Your objective
Wherever a line in the data holds the word "ServeArgs", pull that line out.

[Items from a dataset]
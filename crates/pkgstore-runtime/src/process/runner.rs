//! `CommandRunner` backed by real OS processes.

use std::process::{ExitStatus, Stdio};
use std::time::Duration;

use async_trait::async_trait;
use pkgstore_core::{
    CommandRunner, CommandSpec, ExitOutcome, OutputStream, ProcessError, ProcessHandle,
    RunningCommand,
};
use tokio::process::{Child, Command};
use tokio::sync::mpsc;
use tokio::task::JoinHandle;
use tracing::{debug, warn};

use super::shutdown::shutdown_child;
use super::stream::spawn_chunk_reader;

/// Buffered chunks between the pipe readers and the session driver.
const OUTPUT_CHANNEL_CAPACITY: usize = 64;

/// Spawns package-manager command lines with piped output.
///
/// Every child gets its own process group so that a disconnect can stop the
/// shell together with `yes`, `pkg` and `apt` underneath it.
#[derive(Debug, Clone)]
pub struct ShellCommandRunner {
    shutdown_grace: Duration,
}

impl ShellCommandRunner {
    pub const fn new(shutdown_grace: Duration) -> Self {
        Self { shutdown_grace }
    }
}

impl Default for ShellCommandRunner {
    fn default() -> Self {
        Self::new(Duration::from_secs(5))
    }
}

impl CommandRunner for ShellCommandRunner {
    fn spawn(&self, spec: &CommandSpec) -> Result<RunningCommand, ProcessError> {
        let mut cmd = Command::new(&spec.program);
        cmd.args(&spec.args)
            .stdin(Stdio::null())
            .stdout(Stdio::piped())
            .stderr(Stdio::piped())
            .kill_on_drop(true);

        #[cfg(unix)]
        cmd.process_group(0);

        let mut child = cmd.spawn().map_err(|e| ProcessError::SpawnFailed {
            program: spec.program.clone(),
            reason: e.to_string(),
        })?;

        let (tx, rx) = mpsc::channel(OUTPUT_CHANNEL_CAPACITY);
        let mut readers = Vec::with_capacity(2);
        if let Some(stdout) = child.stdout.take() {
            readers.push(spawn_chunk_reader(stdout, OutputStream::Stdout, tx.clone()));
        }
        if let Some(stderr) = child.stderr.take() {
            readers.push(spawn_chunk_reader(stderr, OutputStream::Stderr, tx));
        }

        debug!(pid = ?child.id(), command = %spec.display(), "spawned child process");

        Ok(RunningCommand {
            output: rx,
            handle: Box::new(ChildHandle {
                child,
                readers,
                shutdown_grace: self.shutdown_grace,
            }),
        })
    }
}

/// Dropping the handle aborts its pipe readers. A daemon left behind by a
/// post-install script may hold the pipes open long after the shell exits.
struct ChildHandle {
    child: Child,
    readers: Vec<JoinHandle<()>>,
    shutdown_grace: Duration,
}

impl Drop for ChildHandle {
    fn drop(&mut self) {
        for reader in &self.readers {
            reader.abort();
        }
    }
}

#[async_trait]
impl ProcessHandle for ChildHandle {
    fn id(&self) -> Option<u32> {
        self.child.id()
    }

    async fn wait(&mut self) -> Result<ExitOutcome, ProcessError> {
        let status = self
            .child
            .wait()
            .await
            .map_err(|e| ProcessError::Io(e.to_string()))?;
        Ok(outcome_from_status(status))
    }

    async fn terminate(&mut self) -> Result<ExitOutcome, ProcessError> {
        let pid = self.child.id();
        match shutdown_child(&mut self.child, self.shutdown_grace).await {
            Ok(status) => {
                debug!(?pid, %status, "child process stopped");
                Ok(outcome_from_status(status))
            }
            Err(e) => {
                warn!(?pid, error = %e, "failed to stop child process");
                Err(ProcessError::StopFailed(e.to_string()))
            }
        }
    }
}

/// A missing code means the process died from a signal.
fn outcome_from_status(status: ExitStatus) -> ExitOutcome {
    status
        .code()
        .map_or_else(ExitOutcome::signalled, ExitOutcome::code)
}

...

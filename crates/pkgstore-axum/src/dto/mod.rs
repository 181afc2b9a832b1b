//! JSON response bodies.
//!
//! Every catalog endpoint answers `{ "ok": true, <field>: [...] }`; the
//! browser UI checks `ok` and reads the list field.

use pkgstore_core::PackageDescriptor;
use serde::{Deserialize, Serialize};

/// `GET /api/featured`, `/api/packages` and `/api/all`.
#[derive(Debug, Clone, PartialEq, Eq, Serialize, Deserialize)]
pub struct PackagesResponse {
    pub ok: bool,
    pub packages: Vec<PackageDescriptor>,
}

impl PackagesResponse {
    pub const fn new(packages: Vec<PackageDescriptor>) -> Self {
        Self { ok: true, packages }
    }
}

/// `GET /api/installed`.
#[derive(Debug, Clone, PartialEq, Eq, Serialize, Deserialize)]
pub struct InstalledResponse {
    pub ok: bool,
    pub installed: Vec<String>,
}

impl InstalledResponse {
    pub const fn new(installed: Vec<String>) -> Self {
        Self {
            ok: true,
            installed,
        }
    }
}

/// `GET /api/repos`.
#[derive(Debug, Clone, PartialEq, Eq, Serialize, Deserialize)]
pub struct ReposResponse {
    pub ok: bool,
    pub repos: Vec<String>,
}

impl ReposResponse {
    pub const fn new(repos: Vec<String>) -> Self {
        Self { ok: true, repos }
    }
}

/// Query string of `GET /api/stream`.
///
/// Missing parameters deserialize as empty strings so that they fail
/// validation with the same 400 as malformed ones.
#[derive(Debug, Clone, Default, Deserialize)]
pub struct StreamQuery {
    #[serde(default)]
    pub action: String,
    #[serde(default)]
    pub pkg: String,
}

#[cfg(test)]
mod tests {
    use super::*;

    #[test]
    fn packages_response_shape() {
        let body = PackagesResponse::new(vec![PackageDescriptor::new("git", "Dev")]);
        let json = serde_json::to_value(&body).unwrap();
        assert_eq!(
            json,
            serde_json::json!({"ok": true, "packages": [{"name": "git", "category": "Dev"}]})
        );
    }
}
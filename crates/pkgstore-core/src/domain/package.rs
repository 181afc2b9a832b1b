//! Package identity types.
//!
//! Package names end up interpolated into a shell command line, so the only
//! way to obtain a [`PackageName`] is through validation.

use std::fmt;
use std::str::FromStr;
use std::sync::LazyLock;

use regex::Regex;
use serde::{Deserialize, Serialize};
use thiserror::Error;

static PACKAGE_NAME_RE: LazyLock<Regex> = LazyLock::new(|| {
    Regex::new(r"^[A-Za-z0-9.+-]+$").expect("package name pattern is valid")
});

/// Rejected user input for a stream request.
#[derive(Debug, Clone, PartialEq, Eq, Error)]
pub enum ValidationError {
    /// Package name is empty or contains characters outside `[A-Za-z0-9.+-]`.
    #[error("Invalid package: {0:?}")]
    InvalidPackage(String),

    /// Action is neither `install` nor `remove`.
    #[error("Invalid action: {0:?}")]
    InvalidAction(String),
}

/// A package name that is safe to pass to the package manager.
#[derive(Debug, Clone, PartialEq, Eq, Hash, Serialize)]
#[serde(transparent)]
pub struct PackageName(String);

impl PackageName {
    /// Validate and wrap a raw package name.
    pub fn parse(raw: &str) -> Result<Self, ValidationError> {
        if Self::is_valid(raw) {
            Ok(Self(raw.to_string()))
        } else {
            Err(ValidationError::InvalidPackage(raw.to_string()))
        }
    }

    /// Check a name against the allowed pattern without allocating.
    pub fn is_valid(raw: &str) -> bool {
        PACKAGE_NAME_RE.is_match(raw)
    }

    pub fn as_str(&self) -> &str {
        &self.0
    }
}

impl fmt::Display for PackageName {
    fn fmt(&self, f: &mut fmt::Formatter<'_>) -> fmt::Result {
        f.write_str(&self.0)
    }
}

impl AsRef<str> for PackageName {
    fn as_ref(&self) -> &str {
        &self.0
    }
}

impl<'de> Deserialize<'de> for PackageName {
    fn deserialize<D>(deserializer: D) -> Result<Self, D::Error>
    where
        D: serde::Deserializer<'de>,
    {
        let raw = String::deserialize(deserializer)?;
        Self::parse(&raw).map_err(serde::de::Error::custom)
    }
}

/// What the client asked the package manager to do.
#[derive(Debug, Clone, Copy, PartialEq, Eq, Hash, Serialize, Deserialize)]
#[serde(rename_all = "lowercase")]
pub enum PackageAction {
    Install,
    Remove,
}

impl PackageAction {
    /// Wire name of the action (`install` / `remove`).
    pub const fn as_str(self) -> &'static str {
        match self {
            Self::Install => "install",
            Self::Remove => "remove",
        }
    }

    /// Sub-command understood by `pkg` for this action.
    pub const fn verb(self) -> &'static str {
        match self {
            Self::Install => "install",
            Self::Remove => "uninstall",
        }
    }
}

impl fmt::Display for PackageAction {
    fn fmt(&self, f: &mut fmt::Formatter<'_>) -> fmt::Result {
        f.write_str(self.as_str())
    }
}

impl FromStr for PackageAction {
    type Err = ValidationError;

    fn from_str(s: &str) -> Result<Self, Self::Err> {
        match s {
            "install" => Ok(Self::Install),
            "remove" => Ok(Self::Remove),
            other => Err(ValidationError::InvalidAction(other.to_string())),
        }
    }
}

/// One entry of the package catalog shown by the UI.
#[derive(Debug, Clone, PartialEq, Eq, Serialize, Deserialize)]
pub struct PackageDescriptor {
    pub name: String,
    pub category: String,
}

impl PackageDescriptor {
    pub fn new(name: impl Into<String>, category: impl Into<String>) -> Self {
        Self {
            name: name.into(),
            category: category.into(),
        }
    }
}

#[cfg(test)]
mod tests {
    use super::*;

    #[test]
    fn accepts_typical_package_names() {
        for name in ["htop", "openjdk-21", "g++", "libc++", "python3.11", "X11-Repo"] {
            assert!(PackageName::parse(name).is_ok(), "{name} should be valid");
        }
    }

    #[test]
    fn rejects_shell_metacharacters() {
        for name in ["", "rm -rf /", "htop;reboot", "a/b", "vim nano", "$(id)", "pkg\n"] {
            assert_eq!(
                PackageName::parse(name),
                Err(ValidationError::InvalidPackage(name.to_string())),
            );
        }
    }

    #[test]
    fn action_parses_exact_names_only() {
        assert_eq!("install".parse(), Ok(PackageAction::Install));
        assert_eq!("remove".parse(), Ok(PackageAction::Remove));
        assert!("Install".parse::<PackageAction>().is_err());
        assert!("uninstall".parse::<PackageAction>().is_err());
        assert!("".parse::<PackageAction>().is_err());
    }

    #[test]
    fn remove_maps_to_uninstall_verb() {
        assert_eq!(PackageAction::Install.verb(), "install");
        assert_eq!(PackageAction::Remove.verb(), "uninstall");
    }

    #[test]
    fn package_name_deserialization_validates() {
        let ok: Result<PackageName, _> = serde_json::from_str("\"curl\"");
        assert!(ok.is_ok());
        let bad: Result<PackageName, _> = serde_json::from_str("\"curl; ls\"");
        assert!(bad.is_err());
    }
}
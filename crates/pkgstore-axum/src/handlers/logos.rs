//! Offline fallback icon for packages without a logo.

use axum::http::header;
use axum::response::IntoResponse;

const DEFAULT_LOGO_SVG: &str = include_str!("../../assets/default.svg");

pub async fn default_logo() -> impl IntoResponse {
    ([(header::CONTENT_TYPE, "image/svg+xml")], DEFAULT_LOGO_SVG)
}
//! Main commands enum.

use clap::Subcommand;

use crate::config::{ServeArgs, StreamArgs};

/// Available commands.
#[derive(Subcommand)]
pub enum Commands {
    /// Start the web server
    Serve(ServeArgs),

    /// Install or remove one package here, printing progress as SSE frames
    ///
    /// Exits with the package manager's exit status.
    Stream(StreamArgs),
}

Output of the exercise
use crate::config::{ServeArgs, StreamArgs};
    Serve(ServeArgs),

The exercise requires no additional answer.